30. November 2024 – „Ronny
Rieken – Portrait eines Kindermörders“ von Heinrich Thies, Zu Klampen Verlag: Eine Biografie über einen Killer zu verfassen, gehört sicher zu den schwierigsten literarischen Herausforderungen, denen sich ein Autor stellen kann. Eine solch umstrittene Vita niederzuschreiben, kann schließlich zu einem gefährlichen Drahtseilakt werden, insbesondere wenn man dem Täter vis-à-vis gegenübergesessen hat, um sich seine – vermeintlich ungeschönte, möglichst nicht eingefärbte – Version der Geschichte anzuhören.
Wolf im Schafspelz
Und gerade darin besteht die große Gefahr. Es wirft die Frage auf, ob eine solche „Intimität“ zwischen Interviewer und Interviewtem so etwas wie eine sachliche Distanz zum Geschehen überhaupt noch zulässt. Heinrich Thies hat sich dieser diffizilen Aufgabe dennoch gestellt und sie bravourös gelöst. Er traf Ronny Rieken insgesamt zehn Mal im Celler Gefängnis und zeichnet von ihm ein Bild, das die Leser ganz ohne Bewertungen und erhobenen Zeigefinger zu dem Schluss kommen lässt, was das Wesen von Rieken ausmacht: Er ist – pathetisch ausgedrückt – ein Wolf im Schafspelz. Oder plakativer formuliert: ein krudes Monster, das sich nach außen gern als liebevoller Vater, verständnisvoller Ehemann und hilfsbereiter Nachbar gab. Der Verurteilte selbst beteuerte gar nach seiner Festnahme in zahlreichen Briefen an die Familie immerzu, dass die Taten doch so gar nicht zu ihm passen würden. Er könne überhaupt nicht nachvollziehen, wie es zu den zwei Kindsmorden kommen konnte.
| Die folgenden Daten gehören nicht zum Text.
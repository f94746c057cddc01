//! Intrusive doubly linked lists.
//!
//! The `next`/`prev` links of a member live inside the member itself, in a [`LinkField`], and
//! the list proper is a [`ListHeader`] holding the head and tail. Linking never allocates, and
//! the list never owns its members: they are created, pinned and destroyed by the caller.
//!
//! ```
//! use ilist::{LinkField, ListHeader};
//! use std::ptr::NonNull;
//!
//! struct Var {
//!     name: &'static str,
//!     link: LinkField<Var>,
//! }
//!
//! let a = Var { name: "a", link: LinkField::new() };
//! let b = Var { name: "b", link: LinkField::new() };
//! let mut vars = ListHeader::new();
//! unsafe {
//!     b.link.push_back(&mut vars, NonNull::from(&b));
//!     a.link.push_front(&mut vars, NonNull::from(&a));
//! }
//!
//! let names: Vec<_> = unsafe { vars.iter(|v: &Var| &v.link) }.map(|v| v.name).collect();
//! assert_eq!(names, ["a", "b"]);
//!
//! unsafe { a.link.unlink(&mut vars, NonNull::from(&a)) };
//! assert_eq!(vars.begin(), Some(NonNull::from(&b)));
//! ```

#[macro_use]
mod assert;
pub mod list;

pub use list::{Iter, LinkField, ListHeader};
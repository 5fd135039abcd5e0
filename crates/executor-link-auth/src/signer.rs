//! Identity signing for the connection handshake.

use rsa::pkcs8::DecodePrivateKey;
use rsa::{Pss, RsaPrivateKey};
use sha2::{Digest, Sha256};
use thiserror::Error;

use crate::credentials::Credentials;

/// Credential generation failure.
#[derive(Debug, Error)]
pub enum SigningError {
    #[error("invalid signing key: {0}")]
    InvalidKey(String),
    #[error("signing failed: {0}")]
    Signing(#[from] rsa::Error),
}

/// Signs the executor identifier to prove identity without transmitting a
/// shared secret.
///
/// Without a key the signer is a no-op and the connection proceeds
/// unauthenticated.
#[derive(Debug)]
pub struct IdentitySigner {
    key: Option<RsaPrivateKey>,
}

impl IdentitySigner {
    /// Create a signer from an existing private key.
    #[must_use]
    pub fn new(key: RsaPrivateKey) -> Self {
        Self { key: Some(key) }
    }

    /// Create a no-op signer for unauthenticated mode.
    #[must_use]
    pub fn disabled() -> Self {
        Self { key: None }
    }

    /// Parse a PKCS#8 PEM private key.
    ///
    /// # Errors
    /// Returns `SigningError::InvalidKey` if the PEM is malformed.
    pub fn from_pkcs8_pem(pem: &str) -> Result<Self, SigningError> {
        let key = RsaPrivateKey::from_pkcs8_pem(pem)
            .map_err(|e| SigningError::InvalidKey(e.to_string()))?;
        Ok(Self::new(key))
    }

    /// Whether a signing key is configured.
    #[must_use]
    pub fn is_enabled(&self) -> bool {
        self.key.is_some()
    }

    /// Produce handshake credentials for `executor_id`.
    ///
    /// The signature is RSA-PSS over the SHA-256 digest of the identifier,
    /// rendered as lowercase hex sized to the key's modulus. PSS salts are
    /// random, so repeated calls yield different signatures that all verify
    /// against the same public key. The identifier itself is not attached
    /// here; see `Credentials::executor_id`.
    ///
    /// # Errors
    /// Returns `SigningError::Signing` if the signing operation fails.
    pub fn credentials(&self, executor_id: &str) -> Result<Credentials, SigningError> {
        let Some(key) = &self.key else {
            return Ok(Credentials::default());
        };
        let digest = Sha256::digest(executor_id.as_bytes());
        let signature = key.sign_with_rng(&mut rand::thread_rng(), Pss::new::<Sha256>(), &digest)?;
        Ok(Credentials {
            executor_id: None,
            signature: Some(hex::encode(signature)),
        })
    }
}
Die Entlarvung zwischen Sein und Schein
Sein abscheuliches Verhalten versachlicht er als „das Programm“, das einfach über ihn die Macht ergriffen habe und gegen das er stets machtlos gewesen sei. Was Rieken dabei außer Acht lässt, weil ihm wahrscheinlich die Tragweite und Schwere seines Verhaltens nicht wirklich bewusst ist, ist die Tatsache, dass die beiden Morde „nur“ zwei traurige Mosaiksteine im komplexen Konstruktum namens Ronny Rieken sind. Schließlich ist ihnen eine Vielzahl weiterer Sexualstrafen vorausgegangen. Denn Rieken hatte – salopp gesagt – fast sein gesamtes Leben lang vergewaltigt und schreckte selbst bei seiner Schwester nicht davor zurück, wie ein Tier brutal über sie herzufallen.
Ihm fehle es an Empathie, attestierten ihm die Gerichtsgutachter im Prozess und stuften ihn als „voll schuldfähig“ ein. Seine Prognose sei ausgesprochen düster, urteilten sie weiter. Die Abschlussdiagnose: Für einen derartigen Mangel an Mitgefühl gebe es schlichtweg keine erfolgversprechende Therapie.
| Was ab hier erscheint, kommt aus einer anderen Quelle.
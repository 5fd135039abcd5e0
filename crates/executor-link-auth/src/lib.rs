//! Executor identity: RSA-PSS signing and handshake credentials.

pub mod credentials;
pub mod signer;

pub use credentials::{Credentials, EXECUTOR_ID_COOKIE, SIGNATURE_COOKIE};
pub use signer::{IdentitySigner, SigningError};
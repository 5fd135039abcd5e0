//! WebSocket implementation of the transport traits.
//!
//! One JSON message per text frame, capped at the configured maximum size;
//! oversized inbound frames are rejected by tungstenite before the session's
//! reader ever sees them.

use async_trait::async_trait;
use executor_link_auth::Credentials;
use executor_link_core::config::KeepaliveConfig;
use executor_link_core::transport::{
    CLOSE_NO_STATUS, Frame, TransportError, TransportReader, TransportWriter,
};
use futures::stream::{SplitSink, SplitStream};
use futures::{SinkExt, StreamExt};
use tokio::net::TcpStream;
use tokio_tungstenite::tungstenite::client::IntoClientRequest;
use tokio_tungstenite::tungstenite::error::ProtocolError;
use tokio_tungstenite::tungstenite::http::header::COOKIE;
use tokio_tungstenite::tungstenite::protocol::frame::coding::CloseCode;
use tokio_tungstenite::tungstenite::protocol::{CloseFrame, WebSocketConfig};
use tokio_tungstenite::tungstenite::{Error as WsError, Message, Utf8Bytes};
use tokio_tungstenite::{MaybeTlsStream, WebSocketStream, connect_async_with_config};
use tracing::debug;

type WsStream = WebSocketStream<MaybeTlsStream<TcpStream>>;

/// Dial the control plane and split the socket into transport halves.
///
/// Credentials, when present, travel as a `Cookie` header on the handshake
/// request.
///
/// # Errors
/// `TransportError::Handshake` if the URL is invalid or the WebSocket
/// handshake fails.
pub async fn connect(
    url: &str,
    credentials: &Credentials,
    config: &KeepaliveConfig,
) -> Result<(WsReader, WsWriter), TransportError> {
    let mut request = url
        .into_client_request()
        .map_err(|e| TransportError::Handshake(e.to_string()))?;
    if let Some(cookie) = credentials.cookie_header() {
        let value = cookie.parse().map_err(|_| {
            TransportError::Handshake("credential cookie is not a valid header value".to_string())
        })?;
        request.headers_mut().insert(COOKIE, value);
    }

    let ws_config = WebSocketConfig::default()
        .max_message_size(Some(config.max_message_size))
        .max_frame_size(Some(config.max_message_size));
    let (stream, _response) = connect_async_with_config(request, Some(ws_config), false)
        .await
        .map_err(|e| TransportError::Handshake(e.to_string()))?;
    debug!(url, "websocket handshake complete");

    let (sink, stream) = stream.split();
    Ok((WsReader { stream }, WsWriter { sink }))
}

/// Read half of a WebSocket connection.
pub struct WsReader {
    stream: SplitStream<WsStream>,
}

#[async_trait]
impl TransportReader for WsReader {
    async fn next_frame(&mut self) -> Result<Frame, TransportError> {
        loop {
            let Some(next) = self.stream.next().await else {
                return Ok(Frame::Eof);
            };
            match next {
                Ok(Message::Text(text)) => return Ok(Frame::Message(text.to_string())),
                Ok(Message::Binary(data)) => match String::from_utf8(data.to_vec()) {
                    Ok(text) => return Ok(Frame::Message(text)),
                    Err(_) => {
                        return Err(TransportError::Io(
                            "binary frame is not valid UTF-8".to_string(),
                        ));
                    }
                },
                Ok(Message::Pong(_)) => return Ok(Frame::Pong),
                // tungstenite queues the pong reply to inbound pings itself.
                Ok(Message::Ping(_) | Message::Frame(_)) => {}
                Ok(Message::Close(frame)) => {
                    let (code, reason) = frame.map_or((CLOSE_NO_STATUS, String::new()), |f| {
                        (u16::from(f.code), f.reason.to_string())
                    });
                    return Ok(Frame::Close { code, reason });
                }
                Err(WsError::ConnectionClosed | WsError::AlreadyClosed) => return Ok(Frame::Eof),
                Err(WsError::Protocol(ProtocolError::ResetWithoutClosingHandshake)) => {
                    return Ok(Frame::Eof);
                }
                Err(err) => return Err(TransportError::Io(err.to_string())),
            }
        }
    }
}

/// Write half of a WebSocket connection.
pub struct WsWriter {
    sink: SplitSink<WsStream, Message>,
}

#[async_trait]
impl TransportWriter for WsWriter {
    async fn send_text(&mut self, text: String) -> Result<(), TransportError> {
        self.sink
            .send(Message::Text(Utf8Bytes::from(text)))
            .await
            .map_err(io_error)
    }

    async fn send_ping(&mut self) -> Result<(), TransportError> {
        self.sink
            .send(Message::Ping(bytes::Bytes::new()))
            .await
            .map_err(io_error)
    }

    async fn send_close(&mut self, code: u16, reason: &str) -> Result<(), TransportError> {
        let frame = CloseFrame {
            code: CloseCode::from(code),
            reason: Utf8Bytes::from(reason.to_string()),
        };
        self.sink
            .send(Message::Close(Some(frame)))
            .await
            .map_err(io_error)
    }
}

fn io_error(err: WsError) -> TransportError {
    TransportError::Io(err.to_string())
}
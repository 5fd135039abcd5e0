//! WebSocket transport and session client for the executor link.
//!
//! Provides:
//! - Wire protocol envelopes (JSON, payload-agnostic)
//! - WebSocket reader/writer halves implementing the core transport traits
//! - `SessionClient`, the connect/reconnect boundary holding one session

pub mod client;
pub mod protocol;
pub mod ws;

pub use client::SessionClient;
pub use protocol::{ControlMessage, ExecutorMessage};
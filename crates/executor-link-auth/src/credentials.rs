//! Handshake credentials carried as cookies.

/// Cookie holding the hex-encoded identity signature.
pub const SIGNATURE_COOKIE: &str = "executor-signature";

/// Cookie holding the raw executor identifier.
///
/// Defined alongside the signature cookie but never attached implicitly;
/// callers opt in by setting `executor_id` on the credentials.
pub const EXECUTOR_ID_COOKIE: &str = "executor-id";

/// Credentials attached to the outbound connection handshake.
///
/// The two fields are independent; either, both, or neither may be set.
#[derive(Debug, Clone, Default)]
pub struct Credentials {
    /// Executor identifier to send in the clear.
    pub executor_id: Option<String>,
    /// Hex-encoded signature over the executor identifier.
    pub signature: Option<String>,
}

impl Credentials {
    /// Render the `Cookie` header value, or `None` when nothing is set.
    #[must_use]
    pub fn cookie_header(&self) -> Option<String> {
        let mut pairs = Vec::new();
        if let Some(id) = &self.executor_id {
            pairs.push(format!("{EXECUTOR_ID_COOKIE}={id}"));
        }
        if let Some(signature) = &self.signature {
            pairs.push(format!("{SIGNATURE_COOKIE}={signature}"));
        }
        if pairs.is_empty() {
            None
        } else {
            Some(pairs.join("; "))
        }
    }
}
Fazit: Eine spannende True-Crime-Story, die sich aus den Aussagen von Ronny Rieken selbst, seinen Verwandten, beteiligten Psychiatern und Polizeibeamten speist, vom Autor mit professioneller Akribie und Reflexion zusammengeflochten
Klappentext:
Im Mai 1998 wird Ronny Rieken, Vater von drei kleinen Kindern, festgenommen. Er soll zwei Mädchen missbraucht und ermordet haben. Der erste großflächige Einsatz eines Speicheltests zur Genanalyse hat die Polizei auf seine Spur geführt. Rieken gesteht sofort, ist kooperativ, bereut anscheinend aufrichtig. Der Fall ist geklärt. Für die Ermittler.
Über den Autor:
Heinrich Thies, Jahrgang 1953, studierte Germanistik, Politik, Philosophie und Journalistik. Er war Reporter bei der Hannoverschen Allgemeinen Zeitung und ist Autor zahlreicher Bücher, zum Beispiel von „Die verlorene Schwester: Elfriede und Erich Maria Remarque“ und „Mein Herz gib wieder her. Lisa und Hermann Löns“.